### EXERCISE
Where does the string "trace" appear in the records? Copy every line that contains it.

Excerpts from a dataset:

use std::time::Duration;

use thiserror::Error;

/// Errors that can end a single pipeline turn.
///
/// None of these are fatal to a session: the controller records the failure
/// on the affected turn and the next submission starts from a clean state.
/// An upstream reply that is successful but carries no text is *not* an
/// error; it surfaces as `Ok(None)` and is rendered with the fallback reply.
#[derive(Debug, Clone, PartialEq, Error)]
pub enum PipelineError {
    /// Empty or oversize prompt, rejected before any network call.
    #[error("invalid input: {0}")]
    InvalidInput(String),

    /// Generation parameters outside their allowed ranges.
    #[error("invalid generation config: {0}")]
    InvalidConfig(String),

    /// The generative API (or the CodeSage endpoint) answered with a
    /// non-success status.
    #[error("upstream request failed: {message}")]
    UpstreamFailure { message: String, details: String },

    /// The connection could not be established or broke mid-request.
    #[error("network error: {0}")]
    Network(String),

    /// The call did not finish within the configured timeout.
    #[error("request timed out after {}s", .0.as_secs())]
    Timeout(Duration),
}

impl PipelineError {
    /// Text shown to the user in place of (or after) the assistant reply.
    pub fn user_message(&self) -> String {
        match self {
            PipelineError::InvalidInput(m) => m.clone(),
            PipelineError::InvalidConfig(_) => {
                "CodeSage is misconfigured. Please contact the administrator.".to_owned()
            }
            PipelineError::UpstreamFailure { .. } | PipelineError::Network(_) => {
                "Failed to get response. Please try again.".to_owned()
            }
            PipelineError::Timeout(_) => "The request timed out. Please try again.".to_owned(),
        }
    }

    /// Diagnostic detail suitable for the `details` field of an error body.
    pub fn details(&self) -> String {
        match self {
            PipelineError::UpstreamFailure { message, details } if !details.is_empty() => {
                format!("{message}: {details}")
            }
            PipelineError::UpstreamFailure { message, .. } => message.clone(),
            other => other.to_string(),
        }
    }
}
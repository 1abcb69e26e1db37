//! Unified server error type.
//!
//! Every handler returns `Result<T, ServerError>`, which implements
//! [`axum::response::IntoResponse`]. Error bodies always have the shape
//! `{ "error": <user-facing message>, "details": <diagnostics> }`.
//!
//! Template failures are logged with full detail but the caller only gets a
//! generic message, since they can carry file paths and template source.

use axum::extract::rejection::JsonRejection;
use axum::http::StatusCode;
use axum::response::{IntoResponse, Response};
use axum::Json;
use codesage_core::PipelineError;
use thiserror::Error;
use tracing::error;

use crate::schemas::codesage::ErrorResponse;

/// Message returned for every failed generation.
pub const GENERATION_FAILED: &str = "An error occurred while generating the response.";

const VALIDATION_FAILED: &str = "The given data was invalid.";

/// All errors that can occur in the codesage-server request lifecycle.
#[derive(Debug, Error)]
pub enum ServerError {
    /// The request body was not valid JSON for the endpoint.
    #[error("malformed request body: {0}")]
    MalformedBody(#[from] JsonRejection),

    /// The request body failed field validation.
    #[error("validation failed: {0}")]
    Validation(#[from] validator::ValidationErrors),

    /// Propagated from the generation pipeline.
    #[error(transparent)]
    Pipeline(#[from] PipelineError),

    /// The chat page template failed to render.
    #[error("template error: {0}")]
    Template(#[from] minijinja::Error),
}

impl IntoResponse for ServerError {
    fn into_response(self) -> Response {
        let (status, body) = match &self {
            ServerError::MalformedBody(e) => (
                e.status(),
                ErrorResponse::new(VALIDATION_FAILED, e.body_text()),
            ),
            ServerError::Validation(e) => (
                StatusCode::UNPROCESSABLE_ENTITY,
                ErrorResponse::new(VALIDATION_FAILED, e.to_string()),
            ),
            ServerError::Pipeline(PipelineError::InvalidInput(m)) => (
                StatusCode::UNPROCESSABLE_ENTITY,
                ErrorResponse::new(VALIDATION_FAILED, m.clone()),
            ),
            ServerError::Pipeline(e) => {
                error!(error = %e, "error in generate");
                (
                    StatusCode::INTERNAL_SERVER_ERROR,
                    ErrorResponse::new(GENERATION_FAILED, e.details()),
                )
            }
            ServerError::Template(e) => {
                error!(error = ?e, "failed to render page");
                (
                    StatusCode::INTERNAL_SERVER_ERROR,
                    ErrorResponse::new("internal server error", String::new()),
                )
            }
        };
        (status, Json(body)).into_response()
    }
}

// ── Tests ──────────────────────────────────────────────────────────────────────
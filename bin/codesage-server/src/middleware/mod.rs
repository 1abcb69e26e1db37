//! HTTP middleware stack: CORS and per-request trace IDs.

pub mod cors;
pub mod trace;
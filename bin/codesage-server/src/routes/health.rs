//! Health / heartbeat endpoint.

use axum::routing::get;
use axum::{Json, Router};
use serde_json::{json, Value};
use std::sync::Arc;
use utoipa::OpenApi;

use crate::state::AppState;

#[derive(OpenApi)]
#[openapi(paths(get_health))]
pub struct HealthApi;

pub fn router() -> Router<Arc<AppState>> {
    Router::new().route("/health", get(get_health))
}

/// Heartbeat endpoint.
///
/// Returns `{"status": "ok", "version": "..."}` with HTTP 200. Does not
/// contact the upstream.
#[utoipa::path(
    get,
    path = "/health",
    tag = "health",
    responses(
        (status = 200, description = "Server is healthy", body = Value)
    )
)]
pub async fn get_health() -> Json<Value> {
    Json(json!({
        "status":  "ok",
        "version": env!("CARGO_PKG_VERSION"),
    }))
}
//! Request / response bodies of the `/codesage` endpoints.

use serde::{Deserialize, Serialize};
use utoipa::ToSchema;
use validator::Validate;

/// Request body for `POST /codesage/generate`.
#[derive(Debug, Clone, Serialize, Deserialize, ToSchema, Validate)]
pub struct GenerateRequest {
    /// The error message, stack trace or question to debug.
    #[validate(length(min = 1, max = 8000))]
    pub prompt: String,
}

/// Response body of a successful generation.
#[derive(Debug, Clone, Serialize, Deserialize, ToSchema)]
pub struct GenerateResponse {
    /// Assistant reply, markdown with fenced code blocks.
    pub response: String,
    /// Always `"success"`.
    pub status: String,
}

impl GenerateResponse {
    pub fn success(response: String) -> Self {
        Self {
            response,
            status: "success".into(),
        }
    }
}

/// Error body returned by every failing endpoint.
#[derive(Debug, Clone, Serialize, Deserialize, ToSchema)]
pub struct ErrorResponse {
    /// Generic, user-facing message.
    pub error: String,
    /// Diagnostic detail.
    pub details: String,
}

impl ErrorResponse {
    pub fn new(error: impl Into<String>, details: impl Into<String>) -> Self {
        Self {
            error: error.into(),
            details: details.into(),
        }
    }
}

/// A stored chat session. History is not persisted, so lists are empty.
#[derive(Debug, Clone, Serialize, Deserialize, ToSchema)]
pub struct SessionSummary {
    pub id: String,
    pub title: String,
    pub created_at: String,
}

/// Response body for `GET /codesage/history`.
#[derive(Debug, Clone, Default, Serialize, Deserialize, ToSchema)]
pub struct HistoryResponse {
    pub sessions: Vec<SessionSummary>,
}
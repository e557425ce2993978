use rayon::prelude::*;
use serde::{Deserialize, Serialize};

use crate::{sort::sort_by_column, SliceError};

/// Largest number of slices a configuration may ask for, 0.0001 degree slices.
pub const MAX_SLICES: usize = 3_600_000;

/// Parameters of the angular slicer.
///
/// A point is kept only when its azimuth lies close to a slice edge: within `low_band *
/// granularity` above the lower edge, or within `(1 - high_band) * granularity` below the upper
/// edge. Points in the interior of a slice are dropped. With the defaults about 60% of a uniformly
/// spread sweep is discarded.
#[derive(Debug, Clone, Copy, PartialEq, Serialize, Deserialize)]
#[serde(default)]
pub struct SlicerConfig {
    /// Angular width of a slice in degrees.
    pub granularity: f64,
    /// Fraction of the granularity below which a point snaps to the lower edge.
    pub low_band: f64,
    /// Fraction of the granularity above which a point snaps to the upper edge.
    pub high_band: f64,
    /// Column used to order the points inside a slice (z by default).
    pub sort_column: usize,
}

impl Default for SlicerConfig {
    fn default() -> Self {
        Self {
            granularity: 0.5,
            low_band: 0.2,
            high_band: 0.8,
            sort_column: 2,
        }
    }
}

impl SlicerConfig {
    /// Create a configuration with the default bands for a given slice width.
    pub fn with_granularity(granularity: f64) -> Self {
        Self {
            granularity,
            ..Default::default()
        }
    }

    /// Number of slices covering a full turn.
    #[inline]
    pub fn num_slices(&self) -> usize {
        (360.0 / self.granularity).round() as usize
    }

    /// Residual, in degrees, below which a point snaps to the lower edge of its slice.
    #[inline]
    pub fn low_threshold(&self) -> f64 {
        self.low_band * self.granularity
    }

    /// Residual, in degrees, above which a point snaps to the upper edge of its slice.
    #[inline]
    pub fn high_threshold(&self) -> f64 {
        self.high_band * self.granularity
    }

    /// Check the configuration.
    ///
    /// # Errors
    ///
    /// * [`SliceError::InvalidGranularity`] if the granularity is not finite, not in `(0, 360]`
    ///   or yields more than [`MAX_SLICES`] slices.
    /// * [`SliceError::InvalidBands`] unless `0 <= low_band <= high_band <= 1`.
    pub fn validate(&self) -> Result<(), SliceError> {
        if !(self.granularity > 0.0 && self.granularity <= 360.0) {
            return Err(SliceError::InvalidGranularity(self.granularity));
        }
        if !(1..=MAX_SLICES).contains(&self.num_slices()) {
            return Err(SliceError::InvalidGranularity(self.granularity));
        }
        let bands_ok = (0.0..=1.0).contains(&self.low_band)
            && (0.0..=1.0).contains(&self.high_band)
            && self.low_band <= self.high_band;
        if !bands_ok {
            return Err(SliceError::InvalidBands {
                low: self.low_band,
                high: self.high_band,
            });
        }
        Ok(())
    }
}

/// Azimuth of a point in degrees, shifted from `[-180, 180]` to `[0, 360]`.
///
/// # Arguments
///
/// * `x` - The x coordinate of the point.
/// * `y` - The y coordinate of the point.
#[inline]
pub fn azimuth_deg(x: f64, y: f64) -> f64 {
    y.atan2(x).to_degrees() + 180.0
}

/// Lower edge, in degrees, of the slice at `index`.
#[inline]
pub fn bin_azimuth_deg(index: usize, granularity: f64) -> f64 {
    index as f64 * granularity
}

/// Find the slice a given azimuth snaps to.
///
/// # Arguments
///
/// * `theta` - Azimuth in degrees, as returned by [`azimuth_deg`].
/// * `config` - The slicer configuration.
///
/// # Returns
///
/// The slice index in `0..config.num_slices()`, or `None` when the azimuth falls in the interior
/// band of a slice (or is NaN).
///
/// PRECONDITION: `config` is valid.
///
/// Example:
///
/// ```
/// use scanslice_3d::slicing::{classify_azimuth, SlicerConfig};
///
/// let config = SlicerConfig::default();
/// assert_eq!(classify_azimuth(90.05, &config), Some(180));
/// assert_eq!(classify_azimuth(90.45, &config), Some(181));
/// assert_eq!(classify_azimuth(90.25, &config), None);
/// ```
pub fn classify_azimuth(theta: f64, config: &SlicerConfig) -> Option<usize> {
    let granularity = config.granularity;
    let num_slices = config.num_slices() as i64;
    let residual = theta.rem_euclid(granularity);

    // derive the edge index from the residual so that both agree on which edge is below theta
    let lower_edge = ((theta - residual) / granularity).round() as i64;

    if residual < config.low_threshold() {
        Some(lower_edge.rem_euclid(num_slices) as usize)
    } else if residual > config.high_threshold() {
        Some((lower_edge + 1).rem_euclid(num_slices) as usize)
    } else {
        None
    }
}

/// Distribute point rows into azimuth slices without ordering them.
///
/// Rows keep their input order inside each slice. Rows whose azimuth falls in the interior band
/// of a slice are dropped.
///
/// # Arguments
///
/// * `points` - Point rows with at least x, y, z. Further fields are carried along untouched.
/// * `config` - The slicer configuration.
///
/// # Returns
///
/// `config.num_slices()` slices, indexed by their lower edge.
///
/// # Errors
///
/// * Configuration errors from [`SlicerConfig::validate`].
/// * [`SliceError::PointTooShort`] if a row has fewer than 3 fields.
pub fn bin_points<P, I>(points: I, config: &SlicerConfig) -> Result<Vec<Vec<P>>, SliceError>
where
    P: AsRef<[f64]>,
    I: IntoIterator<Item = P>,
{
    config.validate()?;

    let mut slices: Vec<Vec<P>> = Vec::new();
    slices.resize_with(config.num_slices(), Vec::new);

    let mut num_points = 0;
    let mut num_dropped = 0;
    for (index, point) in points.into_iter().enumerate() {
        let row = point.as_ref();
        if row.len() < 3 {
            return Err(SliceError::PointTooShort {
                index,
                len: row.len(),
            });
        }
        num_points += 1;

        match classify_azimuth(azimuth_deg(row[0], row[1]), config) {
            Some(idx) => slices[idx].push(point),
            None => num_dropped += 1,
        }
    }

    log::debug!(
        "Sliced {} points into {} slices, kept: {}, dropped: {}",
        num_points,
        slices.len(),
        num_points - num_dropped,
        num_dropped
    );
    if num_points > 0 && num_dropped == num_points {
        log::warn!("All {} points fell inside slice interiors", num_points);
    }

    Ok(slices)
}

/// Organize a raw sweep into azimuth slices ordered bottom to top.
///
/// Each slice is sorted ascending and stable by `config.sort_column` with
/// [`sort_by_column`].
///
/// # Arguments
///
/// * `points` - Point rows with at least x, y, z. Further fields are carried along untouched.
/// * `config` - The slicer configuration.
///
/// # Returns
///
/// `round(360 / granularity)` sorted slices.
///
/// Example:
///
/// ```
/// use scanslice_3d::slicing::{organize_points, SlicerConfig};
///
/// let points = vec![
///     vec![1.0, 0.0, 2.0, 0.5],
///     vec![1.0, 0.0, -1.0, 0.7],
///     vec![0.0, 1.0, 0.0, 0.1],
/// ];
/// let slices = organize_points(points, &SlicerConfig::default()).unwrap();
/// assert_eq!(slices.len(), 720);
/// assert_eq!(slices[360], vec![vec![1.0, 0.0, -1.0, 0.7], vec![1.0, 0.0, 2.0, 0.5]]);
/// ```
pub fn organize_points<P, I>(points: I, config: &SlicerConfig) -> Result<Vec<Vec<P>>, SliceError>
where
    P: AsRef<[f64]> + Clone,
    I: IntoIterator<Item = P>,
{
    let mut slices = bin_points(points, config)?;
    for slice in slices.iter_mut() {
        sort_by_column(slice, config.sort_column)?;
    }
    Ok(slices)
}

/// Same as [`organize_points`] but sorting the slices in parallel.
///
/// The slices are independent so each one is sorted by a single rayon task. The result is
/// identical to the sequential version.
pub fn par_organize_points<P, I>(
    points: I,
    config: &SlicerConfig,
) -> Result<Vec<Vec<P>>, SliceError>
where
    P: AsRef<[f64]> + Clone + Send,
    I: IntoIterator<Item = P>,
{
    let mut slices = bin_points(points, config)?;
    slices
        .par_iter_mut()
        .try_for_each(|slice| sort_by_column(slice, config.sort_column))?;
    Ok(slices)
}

### EXERCISE RESULT
//! HTTP middleware stack: CORS and per-request trace IDs.
pub mod trace;
    /// The error message, stack trace or question to debug.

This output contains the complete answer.